L'histoire n'est pas un long fleuve tranquille
"Nous autres civilisations, nous savons
maintenant que nous sommes mortelles"
Paul Valéry

L'histoire n'est pas un long fleuve tranquille. Elle garde les traces archéologiques des civilisations échouées sur ses rives, et son cours tumultueux est jalonné de périodes plus ou moins longues de reflux. Qu'il s'agisse de décadence culturelle et morale, de régression matérielle et démographique, ou de crises socio-économiques et politiques qui se nourrissent souvent mutuellement. Dans le sillage de la déferlante des peuples de la mer ("volkeswanderung") qui détruisit la civilisation mycénienne au treizième siècle avant notre ère, la connaissance de l'écriture, écrit Arnold Toynbee, disparut de la mer Egée jusqu'en 750 av. J.-C. Après les invasions barbares, il a fallu dix siècles à l'Europe pour rattraper le niveau de développement qui était le sien du temps de l'Empire romain. La croyance que le progrès matériel entraînerait nécessairement un progrès moral et social fut ébranlée au siècle dernier. La crise de 1929 envoya des millions de gens au chômage, les deux guerres mondiales firent des dizaines de millions de victimes et le génocide juif montra qu'une idéologie pernicieuse peut faire retomber une frange d'un des peuples les plus civilisés de la terre dans la barbarie.

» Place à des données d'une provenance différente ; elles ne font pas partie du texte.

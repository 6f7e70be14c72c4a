// Copyright (c) 2025 Fabstir
// SPDX-License-Identifier: BUSL-1.1

//! Accepted uploads: saved under the static uploads folder, classified, and
//! rendered with the composed message

use axum::http::StatusCode;
use dog_breed_app::storage::UploadStore;
use std::sync::atomic::Ordering;
use tower::ServiceExt;

use crate::common::{body_text, png_bytes, upload_request, Part, TestApp};

#[tokio::test]
async fn test_dog_upload_renders_breed_message() {
    let app = TestApp::new(200, 0, "Labrador_retriever").await;
    let png = png_bytes(32, 24);
    let request = upload_request(&[Part {
        name: "file",
        filename: Some("dog.jpg"),
        data: &png,
    }]);

    let response = app.router.clone().oneshot(request).await.unwrap();

    assert_eq!(response.status(), StatusCode::OK);
    let page = body_text(response).await;
    assert!(page.contains("What a cute dog! Is that a Labrador_retriever?<br>I'm 85% certain!"));
    assert!(page.contains("<img src=\"/display/dog.jpg\""));

    // A dog short-circuits the face detector
    assert_eq!(app.dog.calls.load(Ordering::SeqCst), 1);
    assert_eq!(app.face.calls.load(Ordering::SeqCst), 0);
    assert_eq!(app.breed.calls.load(Ordering::SeqCst), 1);

    let saved = app.config.upload_dir().join("dog.jpg");
    assert_eq!(std::fs::read(saved).unwrap(), png);
}

#[tokio::test]
async fn test_person_upload() {
    let app = TestApp::new(20, 1, "Dachshund").await;
    let png = png_bytes(16, 16);
    let request = upload_request(&[Part {
        name: "file",
        filename: Some("me.png"),
        data: &png,
    }]);

    let response = app.router.clone().oneshot(request).await.unwrap();

    assert_eq!(response.status(), StatusCode::OK);
    let page = body_text(response).await;
    assert!(page.contains("That's not a dog, that's a person...<br>and they look like a Dachshund!"));
    assert_eq!(app.face.calls.load(Ordering::SeqCst), 1);
}

#[tokio::test]
async fn test_unknown_upload() {
    let app = TestApp::new(999, 0, "Beagle").await;
    let png = png_bytes(16, 16);
    let request = upload_request(&[Part {
        name: "file",
        filename: Some("car.JPEG"),
        data: &png,
    }]);

    let response = app.router.clone().oneshot(request).await.unwrap();

    assert_eq!(response.status(), StatusCode::OK);
    let page = body_text(response).await;
    assert!(page.contains("I don't think that's a dog, but if I had to guess...<br>you look like a Beagle!"));
}

#[tokio::test]
async fn test_filename_is_sanitized_before_saving() {
    let app = TestApp::new(200, 0, "Labrador_retriever").await;
    let png = png_bytes(8, 8);
    let request = upload_request(&[Part {
        name: "file",
        filename: Some("../../my dog.png"),
        data: &png,
    }]);

    let response = app.router.clone().oneshot(request).await.unwrap();

    assert_eq!(response.status(), StatusCode::OK);
    assert_eq!(app.uploads.list().await.unwrap(), vec!["my_dog.png".to_string()]);
    assert!(body_text(response).await.contains("/display/my_dog.png"));
}

#[tokio::test]
async fn test_other_fields_are_ignored() {
    let app = TestApp::new(200, 0, "Labrador_retriever").await;
    let png = png_bytes(8, 8);
    let request = upload_request(&[
        Part {
            name: "caption",
            filename: None,
            data: b"my dog",
        },
        Part {
            name: "file",
            filename: Some("dog.png"),
            data: &png,
        },
    ]);

    let response = app.router.clone().oneshot(request).await.unwrap();

    assert_eq!(response.status(), StatusCode::OK);
    assert_eq!(app.uploads.list().await.unwrap(), vec!["dog.png".to_string()]);
}

#[tokio::test]
async fn test_same_name_overwrites_previous_upload() {
    let app = TestApp::new(200, 0, "Labrador_retriever").await;
    let first = png_bytes(8, 8);
    let second = png_bytes(12, 12);

    for data in [&first, &second] {
        let request = upload_request(&[Part {
            name: "file",
            filename: Some("dog.png"),
            data,
        }]);
        let response = app.router.clone().oneshot(request).await.unwrap();
        assert_eq!(response.status(), StatusCode::OK);
    }

    let saved = std::fs::read(app.config.upload_dir().join("dog.png")).unwrap();
    assert_eq!(saved, second);
}

#[tokio::test]
async fn test_undecodable_image_is_server_error() {
    let app = TestApp::new(200, 0, "Labrador_retriever").await;
    let request = upload_request(&[Part {
        name: "file",
        filename: Some("broken.png"),
        data: b"definitely not a png",
    }]);

    let response = app.router.clone().oneshot(request).await.unwrap();

    assert_eq!(response.status(), StatusCode::INTERNAL_SERVER_ERROR);
    // The file is persisted before decoding
    assert_eq!(app.uploads.list().await.unwrap(), vec!["broken.png".to_string()]);
}

#[tokio::test]
async fn test_oversized_upload_is_rejected() {
    let app = TestApp::with_limit(200, 0, "Labrador_retriever", 1024).await;
    let data = vec![0u8; 64 * 1024];
    let request = upload_request(&[Part {
        name: "file",
        filename: Some("big.png"),
        data: &data,
    }]);

    let response = app.router.clone().oneshot(request).await.unwrap();

    assert!(response.status().is_client_error());
    assert_eq!(app.classifier_calls(), 0);
    assert!(app.uploads.list().await.unwrap().is_empty());
}
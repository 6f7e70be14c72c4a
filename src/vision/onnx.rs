// Copyright (c) 2025 Fabstir
// SPDX-License-Identifier: BUSL-1.1
//! Thin wrapper around an ONNX Runtime session with one input and one output

use anyhow::{Context, Result};
use ndarray::{ArrayD, Dimension};
use ort::execution_providers::CPUExecutionProvider;
use ort::session::builder::GraphOptimizationLevel;
use ort::session::Session;
use ort::value::Value;
use std::path::Path;
use std::sync::Mutex;
use tracing::{debug, info};

use super::error::VisionError;

/// A loaded ONNX model
///
/// `Session::run` needs `&mut`, so the session sits behind a mutex and
/// concurrent requests take turns.
pub struct OnnxModel {
    name: String,
    session: Mutex<Session>,
    input_name: String,
}

impl std::fmt::Debug for OnnxModel {
    fn fmt(&self, f: &mut std::fmt::Formatter<'_>) -> std::fmt::Result {
        f.debug_struct("OnnxModel")
            .field("name", &self.name)
            .field("input_name", &self.input_name)
            .finish_non_exhaustive()
    }
}

impl OnnxModel {
    /// Load a model from disk on the CPU execution provider
    ///
    /// # Errors
    /// Returns error if the file is missing or ONNX Runtime rejects it.
    pub fn load(name: impl Into<String>, model_path: &Path, intra_threads: usize) -> Result<Self> {
        let name = name.into();

        if !model_path.exists() {
            anyhow::bail!("{} model not found: {}", name, model_path.display());
        }

        info!("Loading {} model from {}", name, model_path.display());

        let session = Session::builder()
            .context("Failed to create session builder")?
            .with_execution_providers([CPUExecutionProvider::default().build()])
            .context("Failed to set CPU execution provider")?
            .with_optimization_level(GraphOptimizationLevel::Level3)
            .context("Failed to set optimization level")?
            .with_intra_threads(intra_threads)
            .context("Failed to set intra threads")?
            .commit_from_file(model_path)
            .with_context(|| {
                format!("Failed to load {} model from {}", name, model_path.display())
            })?;

        let input_name = session
            .inputs
            .first()
            .map(|input| input.name.clone())
            .with_context(|| format!("{} model declares no inputs", name))?;

        if session.outputs.is_empty() {
            anyhow::bail!("{} model declares no outputs", name);
        }

        debug!("{} model input: {}", name, input_name);
        info!("✅ {} model loaded (CPU-only)", name);

        Ok(Self {
            name,
            session: Mutex::new(session),
            input_name,
        })
    }

    pub fn name(&self) -> &str {
        &self.name
    }

    /// Run the model on one tensor and return its first output, owned
    pub fn run<D: Dimension + 'static>(&self, input: ndarray::Array<f32, D>) -> Result<ArrayD<f32>, VisionError> {
        let input_value =
            Value::from_array(input).map_err(|e| VisionError::inference(&self.name, e))?;

        let mut session = self
            .session
            .lock()
            .map_err(|_| VisionError::inference(&self.name, "session lock poisoned"))?;

        let outputs = session
            .run(ort::inputs![self.input_name.as_str() => input_value])
            .map_err(|e| VisionError::inference(&self.name, e))?;

        let output = outputs[0]
            .try_extract_array::<f32>()
            .map_err(|e| VisionError::inference(&self.name, e))?;

        debug!("{} output shape: {:?}", self.name, output.shape());

        Ok(output.to_owned())
    }
}
// Copyright (c) 2025 Fabstir
// SPDX-License-Identifier: BUSL-1.1
//! Human face detection
//!
//! Wraps the SeetaFace funnel-structured cascade from `rustface`: the
//! grayscale image is scanned with a sliding window over an image pyramid
//! and every window that survives all cascade stages counts as a face.

use anyhow::{Context, Result};
use rustface::{Detector, ImageData, Model};
use std::path::Path;
use tracing::{debug, info};

use super::error::VisionError;
use super::image_utils::load_grayscale;

/// Smallest face, in pixels, the detector will look for
const MIN_FACE_SIZE: u32 = 20;
/// Cascade score a window must reach to count as a face
const SCORE_THRESHOLD: f64 = 2.0;
/// Shrink factor between pyramid levels
const PYRAMID_SCALE_FACTOR: f32 = 0.8;
/// Sliding window stride, in pixels
const SLIDE_WINDOW_STEP: u32 = 4;

/// Answers "is there a person in this picture?"
#[cfg_attr(test, mockall::automock)]
pub trait FaceDetector: Send + Sync {
    /// True iff at least one face region is found in the image at `path`
    fn has_face(&self, path: &Path) -> Result<bool, VisionError>;
}

/// Cascade face detector backed by a bundled SeetaFace model file
///
/// `rustface` detectors are neither `Send` nor `Sync`, so only the parsed
/// cascade is shared and every call builds its own detector from it.
pub struct CascadeFaceDetector {
    model: Model,
}

impl std::fmt::Debug for CascadeFaceDetector {
    fn fmt(&self, f: &mut std::fmt::Formatter<'_>) -> std::fmt::Result {
        f.debug_struct("CascadeFaceDetector")
            .field("hierarchies", &self.model.get_hierarchy_count())
            .field("min_face_size", &MIN_FACE_SIZE)
            .field("score_threshold", &SCORE_THRESHOLD)
            .finish_non_exhaustive()
    }
}

impl CascadeFaceDetector {
    /// Load the cascade definition from `model_path`
    pub fn load(model_path: &Path) -> Result<Self> {
        if !model_path.exists() {
            anyhow::bail!("Face cascade model not found: {}", model_path.display());
        }

        info!("Loading face cascade from {}", model_path.display());

        let bytes = std::fs::read(model_path)
            .with_context(|| format!("Failed to read face cascade {}", model_path.display()))?;
        let detector = Self::from_bytes(&bytes)
            .with_context(|| format!("Failed to load face cascade from {}", model_path.display()))?;

        info!("✅ Face cascade loaded");
        Ok(detector)
    }

    /// Parse a cascade definition already in memory
    pub fn from_bytes(bytes: &[u8]) -> Result<Self> {
        let model = rustface::read_model(bytes).context("Malformed face cascade")?;
        if model.get_hierarchy_count() == 0 {
            anyhow::bail!("Face cascade has no classifier hierarchies");
        }
        Ok(Self { model })
    }

    fn detector(&self) -> Box<dyn Detector> {
        let mut detector = rustface::create_detector_with_model(self.model.clone());
        detector.set_min_face_size(MIN_FACE_SIZE);
        detector.set_score_thresh(SCORE_THRESHOLD);
        detector.set_pyramid_scale_factor(PYRAMID_SCALE_FACTOR);
        detector.set_slide_window_step(SLIDE_WINDOW_STEP, SLIDE_WINDOW_STEP);
        detector
    }

    /// Number of face regions found in the image at `path`
    pub fn count_faces(&self, path: &Path) -> Result<usize, VisionError> {
        let gray = load_grayscale(path)?;
        let (width, height) = gray.dimensions();
        if width == 0 || height == 0 {
            return Err(VisionError::EmptyData);
        }
        let image = ImageData::new(gray.as_raw(), width, height);

        let faces = self.detector().detect(&image);

        debug!("Face cascade found {} region(s) in {}", faces.len(), path.display());
        Ok(faces.len())
    }
}

impl FaceDetector for CascadeFaceDetector {
    fn has_face(&self, path: &Path) -> Result<bool, VisionError> {
        Ok(self.count_faces(path)? > 0)
    }
}
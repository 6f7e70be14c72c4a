// Copyright (c) 2025 Fabstir
// SPDX-License-Identifier: BUSL-1.1
pub mod errors;
pub mod flash;
pub mod handlers;
pub mod http_server;
pub mod templates;
pub mod upload;

pub use errors::ApiError;
pub use handlers::{display_image, health_handler, upload_form, upload_image, HealthResponse};
pub use http_server::{create_app, start_server, AppState, ServerConfig};
pub use upload::{allowed_file, secure_filename, UploadRejection, ALLOWED_EXTENSIONS};
// Copyright (c) 2025 Fabstir
// SPDX-License-Identifier: BUSL-1.1
//! Image loading and tensor conversion for the classifiers
//!
//! Every model in this crate consumes the same batch-wrapped NHWC tensor:
//! shape `[1, 224, 224, 3]`, RGB, raw pixel values in `0.0..=255.0`.
//! Model-specific normalization happens later in `preprocessing`.

use image::imageops::FilterType;
use image::{DynamicImage, GrayImage, ImageFormat};
use ndarray::Array4;
use std::path::Path;

use super::error::VisionError;

/// Side length of the square model input
pub const INPUT_SIZE: u32 = 224;

/// Number of color channels in the model input
pub const INPUT_CHANNELS: usize = 3;

/// Read and decode an image from disk
///
/// The format is sniffed from the file's magic bytes rather than trusted
/// from the extension, so a renamed file still decodes (or fails cleanly).
///
/// # Arguments
/// * `path` - Image file, e.g. a saved upload
///
/// # Returns
/// * `Ok(DynamicImage)` - The decoded image
/// * `Err(VisionError::ImageNotFound)` - If `path` does not exist
/// * `Err(VisionError)` - If the file cannot be read or decoded
pub fn load_image(path: &Path) -> Result<DynamicImage, VisionError> {
    if !path.exists() {
        return Err(VisionError::ImageNotFound(path.to_path_buf()));
    }

    let bytes = std::fs::read(path).map_err(|source| VisionError::Io {
        path: path.to_path_buf(),
        source,
    })?;

    decode_image_bytes(&bytes)
}

/// Decode raw image bytes
///
/// # Arguments
/// * `bytes` - Raw image bytes
///
/// # Returns
/// * `Ok(DynamicImage)` - The decoded image
/// * `Err(VisionError::EmptyData)` - If `bytes` is empty
/// * `Err(VisionError::UnsupportedFormat)` - If no known magic bytes match
/// * `Err(VisionError::Decode)` - If the decoder rejects the data
pub fn decode_image_bytes(bytes: &[u8]) -> Result<DynamicImage, VisionError> {
    if bytes.is_empty() {
        return Err(VisionError::EmptyData);
    }

    let format = detect_format(bytes)?;

    image::load_from_memory_with_format(bytes, format)
        .map_err(|e| VisionError::Decode(e.to_string()))
}

/// Detect image format from magic bytes
///
/// # Arguments
/// * `bytes` - Raw image data
///
/// # Returns
/// * `Ok(ImageFormat)` - Detected format
/// * `Err(VisionError::UnsupportedFormat)` - If format cannot be detected
pub fn detect_format(bytes: &[u8]) -> Result<ImageFormat, VisionError> {
    if bytes.len() < 4 {
        return Err(VisionError::UnsupportedFormat);
    }

    match bytes {
        // PNG: 89 50 4E 47 (0x89 P N G)
        [0x89, 0x50, 0x4E, 0x47, ..] => Ok(ImageFormat::Png),

        // JPEG: FF D8 FF
        [0xFF, 0xD8, 0xFF, ..] => Ok(ImageFormat::Jpeg),

        // WebP: RIFF .... WEBP
        [0x52, 0x49, 0x46, 0x46, _, _, _, _, 0x57, 0x45, 0x42, 0x50, ..] => Ok(ImageFormat::WebP),

        // GIF: GIF87a or GIF89a
        [0x47, 0x49, 0x46, 0x38, x, ..] if *x == 0x37 || *x == 0x39 => Ok(ImageFormat::Gif),

        // BMP: BM
        [0x42, 0x4D, ..] => Ok(ImageFormat::Bmp),

        _ => Err(VisionError::UnsupportedFormat),
    }
}

/// Load an image and convert it to a `[1, 224, 224, 3]` tensor
///
/// # Arguments
/// * `path` - Image file to load
///
/// # Returns
/// * `Ok(Array4<f32>)` - NHWC RGB tensor with raw `0..=255` values
/// * `Err(VisionError)` - If the image cannot be loaded (see [`load_image`])
///
/// # Example
/// ```ignore
/// let tensor = path_to_tensor(Path::new("static/uploads/dog.jpg"))?;
/// assert_eq!(tensor.shape(), &[1, 224, 224, 3]);
/// ```
pub fn path_to_tensor(path: &Path) -> Result<Array4<f32>, VisionError> {
    let image = load_image(path)?;
    Ok(image_to_tensor(&image))
}

/// Resize to the model input size and pack pixels into an NHWC tensor
///
/// Resizing ignores aspect ratio and uses nearest-neighbour sampling, which
/// is what the classifiers were trained against.
pub fn image_to_tensor(image: &DynamicImage) -> Array4<f32> {
    let resized = image.resize_exact(INPUT_SIZE, INPUT_SIZE, FilterType::Nearest);
    let rgb = resized.to_rgb8();

    let size = INPUT_SIZE as usize;
    let mut tensor = Array4::zeros((1, size, size, INPUT_CHANNELS));

    for (x, y, pixel) in rgb.enumerate_pixels() {
        for c in 0..INPUT_CHANNELS {
            tensor[[0, y as usize, x as usize, c]] = pixel[c] as f32;
        }
    }

    tensor
}

/// Load an image as 8-bit grayscale, for the cascade face detector
pub fn load_grayscale(path: &Path) -> Result<GrayImage, VisionError> {
    Ok(load_image(path)?.to_luma8())
}
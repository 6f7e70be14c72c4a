// Copyright (c) 2025 Fabstir
// SPDX-License-Identifier: BUSL-1.1
//! Upload validation: which files are accepted and what they are saved as

use regex::Regex;
use std::sync::OnceLock;
use thiserror::Error;
use unicode_normalization::UnicodeNormalization;

/// File extensions accepted for upload, lowercase
pub const ALLOWED_EXTENSIONS: [&str; 3] = ["png", "jpg", "jpeg"];

/// Why an upload was turned away; the message is shown to the user
#[derive(Debug, Clone, Copy, Error, PartialEq, Eq)]
pub enum UploadRejection {
    #[error("No file part")]
    MissingFilePart,
    #[error("No image selected for uploading")]
    EmptyFilename,
    #[error("Allowed image types are -> png, jpg, jpeg")]
    DisallowedType,
}

/// True iff the text after the last '.' is an allowed extension (any case)
pub fn allowed_file(filename: &str) -> bool {
    filename
        .rsplit_once('.')
        .map(|(_, ext)| {
            let ext = ext.to_ascii_lowercase();
            ALLOWED_EXTENSIONS.contains(&ext.as_str())
        })
        .unwrap_or(false)
}

fn unsafe_chars() -> &'static Regex {
    static UNSAFE: OnceLock<Regex> = OnceLock::new();
    UNSAFE.get_or_init(|| Regex::new(r"[^A-Za-z0-9_.-]").expect("static pattern"))
}

/// Reduce a client-supplied file name to something safe to store
///
/// Accented letters are folded to their ASCII base (NFKD) and any other
/// non-ASCII character is dropped. Path separators become spaces, runs of
/// whitespace become a single `_`, anything outside `[A-Za-z0-9_.-]` is
/// removed and leading/trailing dots and underscores are trimmed. The result
/// may be empty.
pub fn secure_filename(filename: &str) -> String {
    let ascii: String = filename
        .nfkd()
        .filter(char::is_ascii)
        .map(|c| if c == '/' || c == '\\' { ' ' } else { c })
        .collect();
    let joined = ascii.split_whitespace().collect::<Vec<_>>().join("_");
    unsafe_chars()
        .replace_all(&joined, "")
        .trim_matches(|c| c == '.' || c == '_')
        .to_string()
}

/// Check a submitted file name and return the name to save it under
pub fn validate_filename(filename: &str) -> Result<String, UploadRejection> {
    if filename.is_empty() {
        return Err(UploadRejection::EmptyFilename);
    }
    if !allowed_file(filename) {
        return Err(UploadRejection::DisallowedType);
    }
    let safe = secure_filename(filename);
    if safe.is_empty() {
        return Err(UploadRejection::EmptyFilename);
    }
    Ok(safe)
}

La chronique du déclin de l'Occident annoncé par Oswald Spengler est toutefois bénigne comparée à celle du monde arabo-musulman dont on peut dire qu'il a connu sa Renaissance avant son Moyen-âge. Le printemps arabe comme jadis la "Nahda" a fait long feu et l'histoire des pays arabes depuis leur accession à l'indépendance n'est qu'une longue suite de désillusions. Les conflits qui déchirent aujourd'hui plusieurs pays du Proche-Orient et d'Afrique du Nord et sub-saharienne : Yémen, Irak, Syrie, Libye, Mali, rappellent à plus d'un égard les cataclysmes du passé avec leur cortège d'atrocités, d'épurations ethniques et de déplacements de population. Au-delà de leurs causes directes, leur désintégration est plus profondément l'effet de la régression idéologique et culturelle provoquée par l'islamisme radical qui a ravivé l'antagonisme chiite-sunnite et enterré le panarabisme. Tandis que la Turquie est le théâtre de la restauration d'un régime quasi-dictatorial et d'une entreprise systématique de déconstruction de son modèle kémaliste de laïcité. Qualifié de "revanche de Dieu" par Gilles Kepel, le phénomène du "retour du religieux" qui touche surtout l'islam relève d'avantage d'une instrumentalisation de la religion à des fins politiques. Et la remise en question de la révolution du dévoilement de la femme musulmane traduit moins un regain de spiritualité qu'une forme d'affirmation identitaire.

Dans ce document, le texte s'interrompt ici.